The second one does carry a greater risk of regression than your patch,
but I think it's worth it for the fact that it makes any other bugs
(like the "encoding" one) more obvious.

  [1/2]: fast-import: duplicate parsed encoding string
  [2/2]: fast-import: duplicate into history rather than passing ownership

 fast-import.c | 11 ++++++-----
 1 file changed, 6 insertions(+), 5 deletions(-)

-Peff

Comments

Junio C Hamano Aug. 26, 2019, 3:36 p.m. UTC | #1

Jeff King <peff@peff.net> writes:

> On Sun, Aug 25, 2019 at 02:57:48AM -0400, Jeff King wrote:
>
>> And I think this is actually a real bug in the current code! We keep a
>> pointer to the encoding string, which survives because of the history.
>> But that history is bounded, and we could have an indefinite number of
>> changed files in the middle. If I modify t9300 like this:
>
> Here are two patches. The first fixes the existing bug with "encoding",
> and the second uses the approach I suggested to fix the leak you
> noticed.
>
> The second one does carry a greater risk of regression than your patch,
> but I think it's worth it for the fact that it makes any other bugs
> (like the "encoding" one) more obvious.

Yeah, it may be worth the risk, given that this is quite early in
the cycle, so we have enough time to cook it in 'next' to see if
somebody screams ;-)

>
>   [1/2]: fast-import: duplicate parsed encoding string
>   [2/2]: fast-import: duplicate into history rather than passing ownership
>
>  fast-import.c | 11 ++++++-----
>  1 file changed, 6 insertions(+), 5 deletions(-)
>
> -Peff

Elijah Newren Aug. 26, 2019, 7:18 p.m. UTC | #2

On Sun, Aug 25, 2019 at 1:06 AM Jeff King <peff@peff.net> wrote:
>
> On Sun, Aug 25, 2019 at 02:57:48AM -0400, Jeff King wrote:
>
> > And I think this is actually a real bug in the current code! We keep a
> > pointer to the encoding string, which survives because of the history.
> > But that history is bounded, and we could have an indefinite number of
> > changed files in the middle. If I modify t9300 like this:
>
> Here are two patches.

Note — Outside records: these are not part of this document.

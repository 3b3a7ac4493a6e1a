//! Forgiving field deserializers for model-authored JSON.
//!
//! Models routinely answer a list field with a bare string, or a text field
//! with a list. These helpers accept any JSON shape and never fail on one
//! they do not expect; unusable shapes read as empty.

use serde::{Deserialize, Deserializer};
use serde_json::Value;

/// Reads a list of strings from a string, an array or anything else.
///
/// A string is split on commas and newlines. Array entries that are
/// strings, numbers or booleans are kept as text; other entries are
/// dropped. Blank entries never survive.
///
/// # Errors
///
/// Fails only when the underlying input is not valid JSON.
pub fn string_list<'de, D>(deserializer: D) -> Result<Vec<String>, D::Error>
where
    D: Deserializer<'de>,
{
    Value::deserialize(deserializer).map(list_from_value)
}

/// Reads an optional text value from a string, a number or an array.
///
/// Arrays are joined with `", "`. Null, objects and blank text read as
/// `None`.
///
/// # Errors
///
/// Fails only when the underlying input is not valid JSON.
pub fn optional_text<'de, D>(deserializer: D) -> Result<Option<String>, D::Error>
where
    D: Deserializer<'de>,
{
    Value::deserialize(deserializer).map(text_from_value)
}

fn list_from_value(value: Value) -> Vec<String> {
    match value {
        Value::String(text) => split_list(&text),
        Value::Array(items) => items.into_iter().filter_map(scalar_text).collect(),
        _ => Vec::new(),
    }
}

fn text_from_value(value: Value) -> Option<String> {
    match value {
        Value::Array(items) => {
            let parts: Vec<String> = items.into_iter().filter_map(scalar_text).collect();
            (!parts.is_empty()).then(|| parts.join(", "))
        }
        other => scalar_text(other),
    }
}

fn split_list(text: &str) -> Vec<String> {
    text.split([',', '\n'])
        .map(str::trim)
        .filter(|entry| !entry.is_empty())
        .map(str::to_owned)
        .collect()
}

fn scalar_text(value: Value) -> Option<String> {
    let text = match value {
        Value::String(text) => text,
        Value::Number(number) => number.to_string(),
        Value::Bool(flag) => flag.to_string(),
        Value::Null | Value::Array(_) | Value::Object(_) => return None,
    };
    let trimmed = text.trim();
    (!trimmed.is_empty()).then(|| trimmed.to_owned())
}
//! Document provider port.

use super::WorkspaceResult;
use crate::workspace::domain::{Document, DocumentPatch, EntityId, NewDocument};
use async_trait::async_trait;

/// Document store contract consumed by the assistant tools.
#[async_trait]
pub trait DocProvider: Send + Sync {
    /// Creates a document and returns the stored record.
    async fn create(&self, document: &NewDocument) -> WorkspaceResult<Document>;

    /// Applies a partial update to a document.
    async fn update(&self, id: &EntityId, patch: &DocumentPatch) -> WorkspaceResult<Document>;

    /// Lists all documents.
    async fn list(&self) -> WorkspaceResult<Vec<Document>>;

    /// Finds a document by identifier.
    async fn get_by_id(&self, id: &EntityId) -> WorkspaceResult<Option<Document>>;
}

The first fixes the existing bug with "encoding",
> and the second uses the approach I suggested to fix the leak you
> noticed.
>
> The second one does carry a greater risk of regression than your patch,
> but I think it's worth it for the fact that it makes any other bugs
> (like the "encoding" one) more obvious.

I agree, both patches look good to me, and I particularly appreciate
some extra help to avoid making the same mistake again.  :-)

Just for good measure, I also went and tested these patches by running
the git filter-repo testsuite and by re-running the filter-repo timing
cases at https://public-inbox.org/git/CABPp-BGOz8nks0+Tdw5GyGqxeYR-3FF6FT5JcgVqZDYVRQ6qog@mail.gmail.com/.

While filter-repo only uses a subset of fast-export functionality, it
tests it with a variety of weird and unusual tiny test repos.  And the
timing cases run on three real-world repositories (git, rails, and
linux).  Everything looks good on all of these testcases.